● Exercise
Only one stretch of the data is wanted: the line containing "self.current.replace(id.into())", the line containing "there is one.", and every line between them, copied exactly.

● Data records
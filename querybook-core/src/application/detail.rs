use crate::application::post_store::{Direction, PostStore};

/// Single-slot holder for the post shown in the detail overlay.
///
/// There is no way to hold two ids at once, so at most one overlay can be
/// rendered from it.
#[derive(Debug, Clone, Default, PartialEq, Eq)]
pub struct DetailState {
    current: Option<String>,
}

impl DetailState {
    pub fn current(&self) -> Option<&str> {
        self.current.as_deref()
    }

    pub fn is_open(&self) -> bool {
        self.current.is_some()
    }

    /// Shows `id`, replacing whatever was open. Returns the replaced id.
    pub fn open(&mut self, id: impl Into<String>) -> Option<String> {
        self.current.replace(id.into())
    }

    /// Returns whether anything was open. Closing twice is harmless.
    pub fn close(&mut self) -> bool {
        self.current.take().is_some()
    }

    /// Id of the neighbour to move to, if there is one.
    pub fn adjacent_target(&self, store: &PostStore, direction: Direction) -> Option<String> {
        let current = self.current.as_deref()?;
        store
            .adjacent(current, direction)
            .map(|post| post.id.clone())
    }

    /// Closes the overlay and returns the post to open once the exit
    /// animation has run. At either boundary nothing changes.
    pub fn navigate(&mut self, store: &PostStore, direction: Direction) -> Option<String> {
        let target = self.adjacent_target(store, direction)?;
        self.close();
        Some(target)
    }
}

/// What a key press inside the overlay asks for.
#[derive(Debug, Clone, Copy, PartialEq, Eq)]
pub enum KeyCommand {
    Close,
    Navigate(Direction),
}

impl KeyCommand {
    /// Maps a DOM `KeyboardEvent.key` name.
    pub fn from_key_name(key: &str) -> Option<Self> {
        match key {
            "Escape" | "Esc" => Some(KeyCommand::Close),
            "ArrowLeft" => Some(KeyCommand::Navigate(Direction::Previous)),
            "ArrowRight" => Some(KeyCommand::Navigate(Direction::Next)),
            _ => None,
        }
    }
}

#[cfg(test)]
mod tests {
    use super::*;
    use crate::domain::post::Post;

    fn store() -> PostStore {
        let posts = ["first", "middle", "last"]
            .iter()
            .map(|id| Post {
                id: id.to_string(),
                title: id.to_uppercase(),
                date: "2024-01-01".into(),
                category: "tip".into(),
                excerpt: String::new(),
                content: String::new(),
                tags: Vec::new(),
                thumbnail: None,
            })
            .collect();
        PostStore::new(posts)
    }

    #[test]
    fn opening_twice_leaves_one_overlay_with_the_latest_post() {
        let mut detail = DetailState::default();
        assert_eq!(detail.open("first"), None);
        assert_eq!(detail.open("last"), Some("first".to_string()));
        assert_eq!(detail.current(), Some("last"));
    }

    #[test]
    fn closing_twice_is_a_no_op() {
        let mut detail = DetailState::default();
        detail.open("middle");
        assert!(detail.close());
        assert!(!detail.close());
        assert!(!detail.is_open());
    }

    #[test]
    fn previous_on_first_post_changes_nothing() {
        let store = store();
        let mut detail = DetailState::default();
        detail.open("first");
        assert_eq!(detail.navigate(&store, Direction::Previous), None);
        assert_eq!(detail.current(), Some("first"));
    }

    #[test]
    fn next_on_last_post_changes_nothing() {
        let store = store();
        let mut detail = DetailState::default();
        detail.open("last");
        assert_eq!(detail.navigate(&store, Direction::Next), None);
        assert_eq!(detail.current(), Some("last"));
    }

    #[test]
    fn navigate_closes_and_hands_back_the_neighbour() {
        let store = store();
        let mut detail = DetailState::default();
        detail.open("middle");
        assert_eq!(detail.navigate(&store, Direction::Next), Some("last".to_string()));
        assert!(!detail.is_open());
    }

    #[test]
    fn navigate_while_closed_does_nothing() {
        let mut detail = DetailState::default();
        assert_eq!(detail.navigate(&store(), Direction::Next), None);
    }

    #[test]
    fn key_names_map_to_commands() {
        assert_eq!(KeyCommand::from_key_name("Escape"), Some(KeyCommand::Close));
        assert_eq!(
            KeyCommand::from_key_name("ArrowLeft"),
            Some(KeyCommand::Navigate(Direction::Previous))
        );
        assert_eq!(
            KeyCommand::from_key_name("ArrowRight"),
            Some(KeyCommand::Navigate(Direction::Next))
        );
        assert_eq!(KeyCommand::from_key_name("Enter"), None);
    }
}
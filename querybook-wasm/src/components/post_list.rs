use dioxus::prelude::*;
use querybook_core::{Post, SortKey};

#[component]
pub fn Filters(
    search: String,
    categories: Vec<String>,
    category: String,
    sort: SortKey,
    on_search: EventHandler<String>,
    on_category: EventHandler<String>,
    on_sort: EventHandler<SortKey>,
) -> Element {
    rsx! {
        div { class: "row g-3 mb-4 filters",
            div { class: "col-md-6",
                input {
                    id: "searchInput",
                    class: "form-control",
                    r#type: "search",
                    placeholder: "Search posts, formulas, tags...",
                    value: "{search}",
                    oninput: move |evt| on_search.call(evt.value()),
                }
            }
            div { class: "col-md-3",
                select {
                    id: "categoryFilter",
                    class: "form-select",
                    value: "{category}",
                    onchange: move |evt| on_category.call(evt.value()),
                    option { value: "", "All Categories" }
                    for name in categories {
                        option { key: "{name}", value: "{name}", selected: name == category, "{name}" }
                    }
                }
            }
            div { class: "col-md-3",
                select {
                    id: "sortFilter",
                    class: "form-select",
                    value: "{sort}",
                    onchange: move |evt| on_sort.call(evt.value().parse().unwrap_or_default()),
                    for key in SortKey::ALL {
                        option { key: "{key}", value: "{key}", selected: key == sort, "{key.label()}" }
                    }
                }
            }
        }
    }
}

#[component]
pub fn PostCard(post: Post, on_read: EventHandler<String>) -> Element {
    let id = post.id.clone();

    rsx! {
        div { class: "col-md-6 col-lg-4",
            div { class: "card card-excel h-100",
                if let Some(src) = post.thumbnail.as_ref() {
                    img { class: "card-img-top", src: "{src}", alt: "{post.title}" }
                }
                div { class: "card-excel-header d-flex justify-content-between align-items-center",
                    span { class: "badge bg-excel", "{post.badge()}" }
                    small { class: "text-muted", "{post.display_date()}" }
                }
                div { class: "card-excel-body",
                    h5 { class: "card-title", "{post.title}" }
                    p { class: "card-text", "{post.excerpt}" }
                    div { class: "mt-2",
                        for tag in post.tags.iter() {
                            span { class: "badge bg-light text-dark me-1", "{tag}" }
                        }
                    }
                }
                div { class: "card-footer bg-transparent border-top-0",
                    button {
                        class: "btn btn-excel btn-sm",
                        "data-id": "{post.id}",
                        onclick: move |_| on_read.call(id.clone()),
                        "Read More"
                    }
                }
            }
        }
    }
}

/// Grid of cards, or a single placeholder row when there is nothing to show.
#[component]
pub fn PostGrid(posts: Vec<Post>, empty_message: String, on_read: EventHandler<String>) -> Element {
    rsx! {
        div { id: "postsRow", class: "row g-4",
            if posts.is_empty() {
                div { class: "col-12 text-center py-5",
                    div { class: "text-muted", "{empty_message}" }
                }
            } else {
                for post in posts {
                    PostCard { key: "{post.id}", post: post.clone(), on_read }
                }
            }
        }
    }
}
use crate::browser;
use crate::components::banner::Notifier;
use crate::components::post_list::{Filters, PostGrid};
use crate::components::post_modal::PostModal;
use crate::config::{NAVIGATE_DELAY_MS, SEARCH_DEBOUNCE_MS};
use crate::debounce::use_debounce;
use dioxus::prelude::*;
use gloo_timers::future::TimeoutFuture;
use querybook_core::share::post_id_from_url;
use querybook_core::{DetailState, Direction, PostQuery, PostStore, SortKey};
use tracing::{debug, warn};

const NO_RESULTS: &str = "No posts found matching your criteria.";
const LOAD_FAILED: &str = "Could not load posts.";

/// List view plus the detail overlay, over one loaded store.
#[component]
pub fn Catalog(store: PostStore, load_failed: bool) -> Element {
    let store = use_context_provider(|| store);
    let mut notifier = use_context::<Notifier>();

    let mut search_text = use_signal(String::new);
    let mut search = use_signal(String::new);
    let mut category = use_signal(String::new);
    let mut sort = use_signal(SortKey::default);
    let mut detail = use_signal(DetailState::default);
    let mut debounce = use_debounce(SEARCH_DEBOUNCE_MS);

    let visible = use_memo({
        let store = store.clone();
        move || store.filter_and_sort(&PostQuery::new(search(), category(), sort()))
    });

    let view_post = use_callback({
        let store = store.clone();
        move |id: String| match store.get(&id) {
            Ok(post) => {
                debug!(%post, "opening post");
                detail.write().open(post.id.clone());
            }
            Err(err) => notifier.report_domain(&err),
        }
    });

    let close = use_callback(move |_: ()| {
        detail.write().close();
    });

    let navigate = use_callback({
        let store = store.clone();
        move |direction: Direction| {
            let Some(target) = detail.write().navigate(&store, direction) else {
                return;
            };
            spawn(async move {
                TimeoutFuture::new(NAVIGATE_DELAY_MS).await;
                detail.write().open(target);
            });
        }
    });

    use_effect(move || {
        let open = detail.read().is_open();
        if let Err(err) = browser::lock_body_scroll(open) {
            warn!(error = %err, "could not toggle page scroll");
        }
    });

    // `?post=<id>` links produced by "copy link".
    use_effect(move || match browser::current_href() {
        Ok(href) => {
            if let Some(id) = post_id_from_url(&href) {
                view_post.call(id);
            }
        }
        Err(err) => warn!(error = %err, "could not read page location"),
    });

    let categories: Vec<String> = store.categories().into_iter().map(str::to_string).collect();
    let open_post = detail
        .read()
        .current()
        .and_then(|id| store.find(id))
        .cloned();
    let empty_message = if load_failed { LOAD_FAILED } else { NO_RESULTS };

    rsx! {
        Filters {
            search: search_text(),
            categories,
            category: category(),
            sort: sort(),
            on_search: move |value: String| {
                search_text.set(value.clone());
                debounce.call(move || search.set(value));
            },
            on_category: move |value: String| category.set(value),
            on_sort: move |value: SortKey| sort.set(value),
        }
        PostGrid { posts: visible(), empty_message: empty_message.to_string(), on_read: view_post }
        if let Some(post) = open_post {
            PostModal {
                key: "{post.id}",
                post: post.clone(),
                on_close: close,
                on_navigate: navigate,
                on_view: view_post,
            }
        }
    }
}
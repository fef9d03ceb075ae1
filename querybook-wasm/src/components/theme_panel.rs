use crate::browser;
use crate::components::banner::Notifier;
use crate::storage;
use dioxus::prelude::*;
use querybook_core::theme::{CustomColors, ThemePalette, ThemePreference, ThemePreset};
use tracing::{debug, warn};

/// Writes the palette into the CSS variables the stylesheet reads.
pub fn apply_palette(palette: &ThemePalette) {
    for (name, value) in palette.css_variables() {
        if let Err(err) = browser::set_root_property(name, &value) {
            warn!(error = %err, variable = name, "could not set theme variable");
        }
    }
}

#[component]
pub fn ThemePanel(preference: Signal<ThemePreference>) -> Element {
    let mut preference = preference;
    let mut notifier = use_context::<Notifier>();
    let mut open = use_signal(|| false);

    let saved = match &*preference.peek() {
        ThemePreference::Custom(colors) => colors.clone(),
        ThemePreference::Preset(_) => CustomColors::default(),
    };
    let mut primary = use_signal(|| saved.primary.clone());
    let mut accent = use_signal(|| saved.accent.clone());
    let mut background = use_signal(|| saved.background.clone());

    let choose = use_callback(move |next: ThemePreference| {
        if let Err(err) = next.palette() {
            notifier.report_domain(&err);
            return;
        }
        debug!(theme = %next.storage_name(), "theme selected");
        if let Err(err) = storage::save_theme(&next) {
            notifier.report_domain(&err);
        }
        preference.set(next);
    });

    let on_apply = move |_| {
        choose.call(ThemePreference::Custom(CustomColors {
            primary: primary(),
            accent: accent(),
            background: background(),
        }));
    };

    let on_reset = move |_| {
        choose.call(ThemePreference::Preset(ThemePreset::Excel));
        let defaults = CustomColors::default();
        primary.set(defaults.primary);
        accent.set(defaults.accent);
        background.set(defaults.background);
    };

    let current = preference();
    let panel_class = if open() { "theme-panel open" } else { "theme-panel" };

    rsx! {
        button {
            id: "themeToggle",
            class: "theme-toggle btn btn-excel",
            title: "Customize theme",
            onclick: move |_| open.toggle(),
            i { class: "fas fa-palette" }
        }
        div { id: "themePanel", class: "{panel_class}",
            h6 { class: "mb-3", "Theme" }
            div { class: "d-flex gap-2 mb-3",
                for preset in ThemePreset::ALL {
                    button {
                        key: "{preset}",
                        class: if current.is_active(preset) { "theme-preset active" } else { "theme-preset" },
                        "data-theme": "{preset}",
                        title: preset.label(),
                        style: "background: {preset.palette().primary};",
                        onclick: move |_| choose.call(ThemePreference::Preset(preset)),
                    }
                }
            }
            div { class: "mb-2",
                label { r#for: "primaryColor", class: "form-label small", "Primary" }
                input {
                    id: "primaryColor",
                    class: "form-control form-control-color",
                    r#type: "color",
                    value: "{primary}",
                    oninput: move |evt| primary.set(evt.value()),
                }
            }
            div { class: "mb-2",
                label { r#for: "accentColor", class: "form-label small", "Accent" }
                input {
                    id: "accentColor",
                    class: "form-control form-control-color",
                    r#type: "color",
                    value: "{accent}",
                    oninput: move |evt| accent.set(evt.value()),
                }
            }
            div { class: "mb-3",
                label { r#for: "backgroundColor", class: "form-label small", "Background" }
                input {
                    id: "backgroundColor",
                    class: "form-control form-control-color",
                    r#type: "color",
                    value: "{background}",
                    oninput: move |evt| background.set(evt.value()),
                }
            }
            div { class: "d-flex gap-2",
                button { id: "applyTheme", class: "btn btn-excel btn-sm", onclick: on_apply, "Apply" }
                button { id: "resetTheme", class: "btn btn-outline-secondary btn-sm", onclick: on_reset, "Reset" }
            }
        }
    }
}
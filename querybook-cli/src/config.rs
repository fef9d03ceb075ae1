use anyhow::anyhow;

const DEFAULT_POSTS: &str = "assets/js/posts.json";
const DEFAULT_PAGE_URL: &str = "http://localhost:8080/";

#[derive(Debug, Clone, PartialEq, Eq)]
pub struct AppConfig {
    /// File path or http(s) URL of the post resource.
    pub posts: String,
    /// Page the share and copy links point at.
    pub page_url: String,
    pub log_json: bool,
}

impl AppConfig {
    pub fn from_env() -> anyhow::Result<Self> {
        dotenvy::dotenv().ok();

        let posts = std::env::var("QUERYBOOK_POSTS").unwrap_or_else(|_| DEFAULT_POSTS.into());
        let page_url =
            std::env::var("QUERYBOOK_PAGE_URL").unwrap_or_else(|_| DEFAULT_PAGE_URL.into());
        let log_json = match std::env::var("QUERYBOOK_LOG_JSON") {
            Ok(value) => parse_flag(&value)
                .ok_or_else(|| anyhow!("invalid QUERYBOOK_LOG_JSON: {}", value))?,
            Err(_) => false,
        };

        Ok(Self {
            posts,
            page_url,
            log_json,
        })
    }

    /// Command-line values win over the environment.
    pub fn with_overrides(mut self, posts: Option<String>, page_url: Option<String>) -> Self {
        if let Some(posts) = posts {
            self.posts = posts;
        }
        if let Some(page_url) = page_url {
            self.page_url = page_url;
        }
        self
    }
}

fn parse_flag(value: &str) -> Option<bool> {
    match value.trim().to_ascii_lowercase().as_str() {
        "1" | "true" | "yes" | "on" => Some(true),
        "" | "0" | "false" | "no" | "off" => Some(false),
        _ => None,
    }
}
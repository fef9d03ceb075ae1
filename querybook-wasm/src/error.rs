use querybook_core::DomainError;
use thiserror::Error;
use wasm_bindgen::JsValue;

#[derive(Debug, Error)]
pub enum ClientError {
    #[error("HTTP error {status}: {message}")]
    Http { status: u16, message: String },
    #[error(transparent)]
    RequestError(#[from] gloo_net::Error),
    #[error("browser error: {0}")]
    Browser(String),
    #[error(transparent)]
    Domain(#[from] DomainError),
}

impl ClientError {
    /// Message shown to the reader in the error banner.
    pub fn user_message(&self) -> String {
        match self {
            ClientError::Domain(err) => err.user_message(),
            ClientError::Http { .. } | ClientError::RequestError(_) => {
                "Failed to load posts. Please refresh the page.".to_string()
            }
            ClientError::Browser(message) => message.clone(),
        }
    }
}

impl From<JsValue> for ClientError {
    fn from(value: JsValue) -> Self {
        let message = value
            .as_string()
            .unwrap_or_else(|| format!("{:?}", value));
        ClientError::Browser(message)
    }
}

● Output below
        self.current.replace(id.into())
    }

    /// Returns whether anything was open. Closing twice is harmless.
    pub fn close(&mut self) -> bool {
        self.current.take().is_some()
    }

    /// Id of the neighbour to move to, if there is one.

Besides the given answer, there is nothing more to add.